- **Assignment**: All of the data needs to be reproduced with no alterations.

Dataset entries
>>>>>
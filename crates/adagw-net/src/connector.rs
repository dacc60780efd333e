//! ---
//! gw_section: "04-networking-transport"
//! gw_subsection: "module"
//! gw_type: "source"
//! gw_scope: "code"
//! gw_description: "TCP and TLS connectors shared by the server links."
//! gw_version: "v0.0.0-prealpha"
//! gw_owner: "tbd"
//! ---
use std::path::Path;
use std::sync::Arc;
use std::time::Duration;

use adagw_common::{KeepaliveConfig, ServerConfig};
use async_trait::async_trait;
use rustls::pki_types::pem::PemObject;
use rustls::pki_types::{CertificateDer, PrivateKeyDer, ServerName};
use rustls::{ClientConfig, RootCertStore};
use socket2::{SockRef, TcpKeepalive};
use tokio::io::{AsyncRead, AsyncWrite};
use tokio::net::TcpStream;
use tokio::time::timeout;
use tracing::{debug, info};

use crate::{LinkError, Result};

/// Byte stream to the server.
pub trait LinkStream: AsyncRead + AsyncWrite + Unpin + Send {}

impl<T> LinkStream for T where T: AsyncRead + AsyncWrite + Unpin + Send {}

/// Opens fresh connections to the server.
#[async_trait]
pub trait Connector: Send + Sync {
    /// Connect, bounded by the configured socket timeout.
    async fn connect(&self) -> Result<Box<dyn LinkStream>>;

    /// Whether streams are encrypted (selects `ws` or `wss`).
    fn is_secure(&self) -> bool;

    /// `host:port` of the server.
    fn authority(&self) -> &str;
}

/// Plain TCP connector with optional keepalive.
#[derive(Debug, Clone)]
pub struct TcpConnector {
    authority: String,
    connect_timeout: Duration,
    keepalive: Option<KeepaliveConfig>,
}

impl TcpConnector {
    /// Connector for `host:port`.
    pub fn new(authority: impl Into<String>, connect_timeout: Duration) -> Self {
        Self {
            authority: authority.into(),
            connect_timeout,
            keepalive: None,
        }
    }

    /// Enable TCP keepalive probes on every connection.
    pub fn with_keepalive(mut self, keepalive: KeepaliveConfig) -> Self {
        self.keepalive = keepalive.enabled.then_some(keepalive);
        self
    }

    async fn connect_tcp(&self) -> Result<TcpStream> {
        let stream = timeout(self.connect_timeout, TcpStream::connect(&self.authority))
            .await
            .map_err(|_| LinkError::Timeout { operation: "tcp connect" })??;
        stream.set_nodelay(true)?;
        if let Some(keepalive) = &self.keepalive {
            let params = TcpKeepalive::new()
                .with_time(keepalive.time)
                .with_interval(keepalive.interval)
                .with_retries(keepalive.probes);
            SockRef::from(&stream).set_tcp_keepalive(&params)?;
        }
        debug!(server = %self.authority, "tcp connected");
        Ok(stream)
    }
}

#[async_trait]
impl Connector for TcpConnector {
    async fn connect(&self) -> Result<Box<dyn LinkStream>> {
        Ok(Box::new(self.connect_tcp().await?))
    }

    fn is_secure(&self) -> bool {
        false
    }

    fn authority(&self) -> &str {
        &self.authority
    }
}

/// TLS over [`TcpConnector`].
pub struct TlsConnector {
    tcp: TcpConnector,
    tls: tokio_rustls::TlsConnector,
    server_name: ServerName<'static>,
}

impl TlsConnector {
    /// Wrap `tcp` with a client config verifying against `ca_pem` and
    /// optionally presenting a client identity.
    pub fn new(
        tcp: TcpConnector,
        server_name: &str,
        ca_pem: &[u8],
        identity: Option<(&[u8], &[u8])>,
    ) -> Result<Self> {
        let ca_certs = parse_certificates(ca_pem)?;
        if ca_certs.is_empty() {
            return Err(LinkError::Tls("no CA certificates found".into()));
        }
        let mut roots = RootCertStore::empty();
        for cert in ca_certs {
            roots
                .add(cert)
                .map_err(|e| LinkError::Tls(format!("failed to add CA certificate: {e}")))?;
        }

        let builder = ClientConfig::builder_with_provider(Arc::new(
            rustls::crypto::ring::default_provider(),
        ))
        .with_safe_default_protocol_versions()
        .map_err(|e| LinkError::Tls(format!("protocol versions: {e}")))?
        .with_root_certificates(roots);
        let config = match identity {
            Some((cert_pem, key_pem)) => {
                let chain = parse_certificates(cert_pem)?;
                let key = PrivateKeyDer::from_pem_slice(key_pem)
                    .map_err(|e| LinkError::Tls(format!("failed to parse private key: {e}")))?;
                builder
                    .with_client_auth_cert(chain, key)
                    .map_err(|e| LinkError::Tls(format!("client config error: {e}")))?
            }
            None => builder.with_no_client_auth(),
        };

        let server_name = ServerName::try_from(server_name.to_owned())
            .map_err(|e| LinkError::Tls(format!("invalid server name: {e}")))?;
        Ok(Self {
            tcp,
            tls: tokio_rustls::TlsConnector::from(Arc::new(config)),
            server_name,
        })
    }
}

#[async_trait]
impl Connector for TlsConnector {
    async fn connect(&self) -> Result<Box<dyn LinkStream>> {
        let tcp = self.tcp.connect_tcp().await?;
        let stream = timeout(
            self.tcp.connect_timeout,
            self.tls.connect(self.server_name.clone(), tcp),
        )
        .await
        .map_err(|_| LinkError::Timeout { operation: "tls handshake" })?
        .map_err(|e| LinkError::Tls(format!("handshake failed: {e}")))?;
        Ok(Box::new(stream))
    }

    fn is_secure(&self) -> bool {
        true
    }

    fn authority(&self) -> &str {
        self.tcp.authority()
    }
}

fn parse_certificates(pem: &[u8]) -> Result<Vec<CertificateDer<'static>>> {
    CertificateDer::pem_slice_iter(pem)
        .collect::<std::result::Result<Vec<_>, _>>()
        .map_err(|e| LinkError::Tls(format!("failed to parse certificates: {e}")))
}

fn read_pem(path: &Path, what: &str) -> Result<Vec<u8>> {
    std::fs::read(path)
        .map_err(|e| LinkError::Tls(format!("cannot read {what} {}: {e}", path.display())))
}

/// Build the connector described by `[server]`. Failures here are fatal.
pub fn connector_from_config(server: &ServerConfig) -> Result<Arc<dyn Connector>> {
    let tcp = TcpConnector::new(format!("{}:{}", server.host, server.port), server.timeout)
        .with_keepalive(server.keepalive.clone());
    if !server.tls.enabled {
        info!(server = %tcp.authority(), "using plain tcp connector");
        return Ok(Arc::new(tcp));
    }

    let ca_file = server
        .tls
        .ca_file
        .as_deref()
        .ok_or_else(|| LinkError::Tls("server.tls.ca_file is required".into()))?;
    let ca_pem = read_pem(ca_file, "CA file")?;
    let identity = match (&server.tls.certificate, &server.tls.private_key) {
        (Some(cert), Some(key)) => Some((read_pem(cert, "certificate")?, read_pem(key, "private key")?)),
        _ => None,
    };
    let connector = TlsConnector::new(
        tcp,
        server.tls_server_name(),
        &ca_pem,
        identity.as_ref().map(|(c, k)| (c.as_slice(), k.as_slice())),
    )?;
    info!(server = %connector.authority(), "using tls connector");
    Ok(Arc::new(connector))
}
<<<<<
- **Answer area**:
filename crates/adagw-net/src/connector.rs
repository dacc60780efd333e
//! ---
//! gw_section: "04-networking-transport"
//! gw_subsection: "module"
//! gw_type: "source"
//! gw_scope: "code"
//! gw_description: "TCP and TLS connectors shared by the server links."
//! gw_version: "v0.0.0-prealpha"
//! gw_owner: "tbd"
//! ---
use std::path::Path;
use std::sync::Arc;
use std::time::Duration;

use adagw_common::{KeepaliveConfig, ServerConfig};
use async_trait::async_trait;
use rustls::pki_types::pem::PemObject;
use rustls::pki_types::{CertificateDer, PrivateKeyDer, ServerName};
use rustls::{ClientConfig, RootCertStore};
use socket2::{SockRef, TcpKeepalive};
use tokio::io::{AsyncRead, AsyncWrite};
use tokio::net::TcpStream;
use tokio::time::timeout;
use tracing::{debug, info};

use crate::{LinkError, Result};

/// Byte stream to the server.
pub trait LinkStream: AsyncRead + AsyncWrite + Unpin + Send {}

impl<T> LinkStream for T where T: AsyncRead + AsyncWrite + Unpin + Send {}

/// Opens fresh connections to the server.
#[async_trait]
pub trait Connector: Send + Sync {
    /// Connect, bounded by the configured socket timeout.
    async fn connect(&self) -> Result<Box<dyn LinkStream>>;

    /// Whether streams are encrypted (selects `ws` or `wss`).
    fn is_secure(&self) -> bool;

    /// `host:port` of the server.
    fn authority(&self) -> &str;
}

/// Plain TCP connector with optional keepalive.
#[derive(Debug, Clone)]
pub struct TcpConnector {
    authority: String,
    connect_timeout: Duration,
    keepalive: Option<KeepaliveConfig>,
}

impl TcpConnector {
    /// Connector for `host:port`.
    pub fn new(authority: impl Into<String>, connect_timeout: Duration) -> Self {
        Self {
            authority: authority.into(),
            connect_timeout,
            keepalive: None,
        }
    }

    /// Enable TCP keepalive probes on every connection.
    pub fn with_keepalive(mut self, keepalive: KeepaliveConfig) -> Self {
        self.keepalive = keepalive.enabled.then_some(keepalive);
        self
    }

    async fn connect_tcp(&self) -> Result<TcpStream> {
        let stream = timeout(self.connect_timeout, TcpStream::connect(&self.authority))
            .await
            .map_err(|_| LinkError::Timeout { operation: "tcp connect" })??;
        stream.set_nodelay(true)?;
        if let Some(keepalive) = &self.keepalive {
            let params = TcpKeepalive::new()
                .with_time(keepalive.time)
                .with_interval(keepalive.interval)
                .with_retries(keepalive.probes);
            SockRef::from(&stream).set_tcp_keepalive(&params)?;
        }
        debug!(server = %self.authority, "tcp connected");
        Ok(stream)
    }
}

#[async_trait]
impl Connector for TcpConnector {
    async fn connect(&self) -> Result<Box<dyn LinkStream>> {
        Ok(Box::new(self.connect_tcp().await?))
    }

    fn is_secure(&self) -> bool {
        false
    }

    fn authority(&self) -> &str {
        &self.authority
    }
}

/// TLS over [`TcpConnector`].
pub struct TlsConnector {
    tcp: TcpConnector,
    tls: tokio_rustls::TlsConnector,
    server_name: ServerName<'static>,
}

impl TlsConnector {
    /// Wrap `tcp` with a client config verifying against `ca_pem` and
    /// optionally presenting a client identity.
    pub fn new(
        tcp: TcpConnector,
        server_name: &str,
        ca_pem: &[u8],
        identity: Option<(&[u8], &[u8])>,
    ) -> Result<Self> {
        let ca_certs = parse_certificates(ca_pem)?;
        if ca_certs.is_empty() {
            return Err(LinkError::Tls("no CA certificates found".into()));
        }
        let mut roots = RootCertStore::empty();
        for cert in ca_certs {
            roots
                .add(cert)
                .map_err(|e| LinkError::Tls(format!("failed to add CA certificate: {e}")))?;
        }

        let builder = ClientConfig::builder_with_provider(Arc::new(
            rustls::crypto::ring::default_provider(),
        ))
        .with_safe_default_protocol_versions()
        .map_err(|e| LinkError::Tls(format!("protocol versions: {e}")))?
        .with_root_certificates(roots);
        let config = match identity {
            Some((cert_pem, key_pem)) => {
                let chain = parse_certificates(cert_pem)?;
                let key = PrivateKeyDer::from_pem_slice(key_pem)
                    .map_err(|e| LinkError::Tls(format!("failed to parse private key: {e}")))?;
                builder
                    .with_client_auth_cert(chain, key)
                    .map_err(|e| LinkError::Tls(format!("client config error: {e}")))?
            }
            None => builder.with_no_client_auth(),
        };

        let server_name = ServerName::try_from(server_name.to_owned())
            .map_err(|e| LinkError::Tls(format!("invalid server name: {e}")))?;
        Ok(Self {
            tcp,
            tls: tokio_rustls::TlsConnector::from(Arc::new(config)),
            server_name,
        })
    }
}

#[async_trait]
impl Connector for TlsConnector {
    async fn connect(&self) -> Result<Box<dyn LinkStream>> {
        let tcp = self.tcp.connect_tcp().await?;
        let stream = timeout(
            self.tcp.connect_timeout,
            self.tls.connect(self.server_name.clone(), tcp),
        )
        .await
        .map_err(|_| LinkError::Timeout { operation: "tls handshake" })?
        .map_err(|e| LinkError::Tls(format!("handshake failed: {e}")))?;
        Ok(Box::new(stream))
    }

    fn is_secure(&self) -> bool {
        true
    }

    fn authority(&self) -> &str {
        self.tcp.authority()
    }
}

fn parse_certificates(pem: &[u8]) -> Result<Vec<CertificateDer<'static>>> {
    CertificateDer::pem_slice_iter(pem)
        .collect::<std::result::Result<Vec<_>, _>>()
        .map_err(|e| LinkError::Tls(format!("failed to parse certificates: {e}")))
}

fn read_pem(path: &Path, what: &str) -> Result<Vec<u8>> {
    std::fs::read(path)
        .map_err(|e| LinkError::Tls(format!("cannot read {what} {}: {e}", path.display())))
}

/// Build the connector described by `[server]`. Failures here are fatal.
pub fn connector_from_config(server: &ServerConfig) -> Result<Arc<dyn Connector>> {
    let tcp = TcpConnector::new(format!("{}:{}", server.host, server.port), server.timeout)
        .with_keepalive(server.keepalive.clone());
    if !server.tls.enabled {
        info!(server = %tcp.authority(), "using plain tcp connector");
        return Ok(Arc::new(tcp));
    }

    let ca_file = server
        .tls
        .ca_file
        .as_deref()
        .ok_or_else(|| LinkError::Tls("server.tls.ca_file is required".into()))?;
    let ca_pem = read_pem(ca_file, "CA file")?;
    let identity = match (&server.tls.certificate, &server.tls.private_key) {
        (Some(cert), Some(key)) => Some((read_pem(cert, "certificate")?, read_pem(key, "private key")?)),
        _ => None,
    };
    let connector = TlsConnector::new(
        tcp,
        server.tls_server_name(),
        &ca_pem,
        identity.as_ref().map(|(c, k)| (c.as_slice(), k.as_slice())),
    )?;
    info!(server = %connector.authority(), "using tls connector");
    Ok(Arc::new(connector))
}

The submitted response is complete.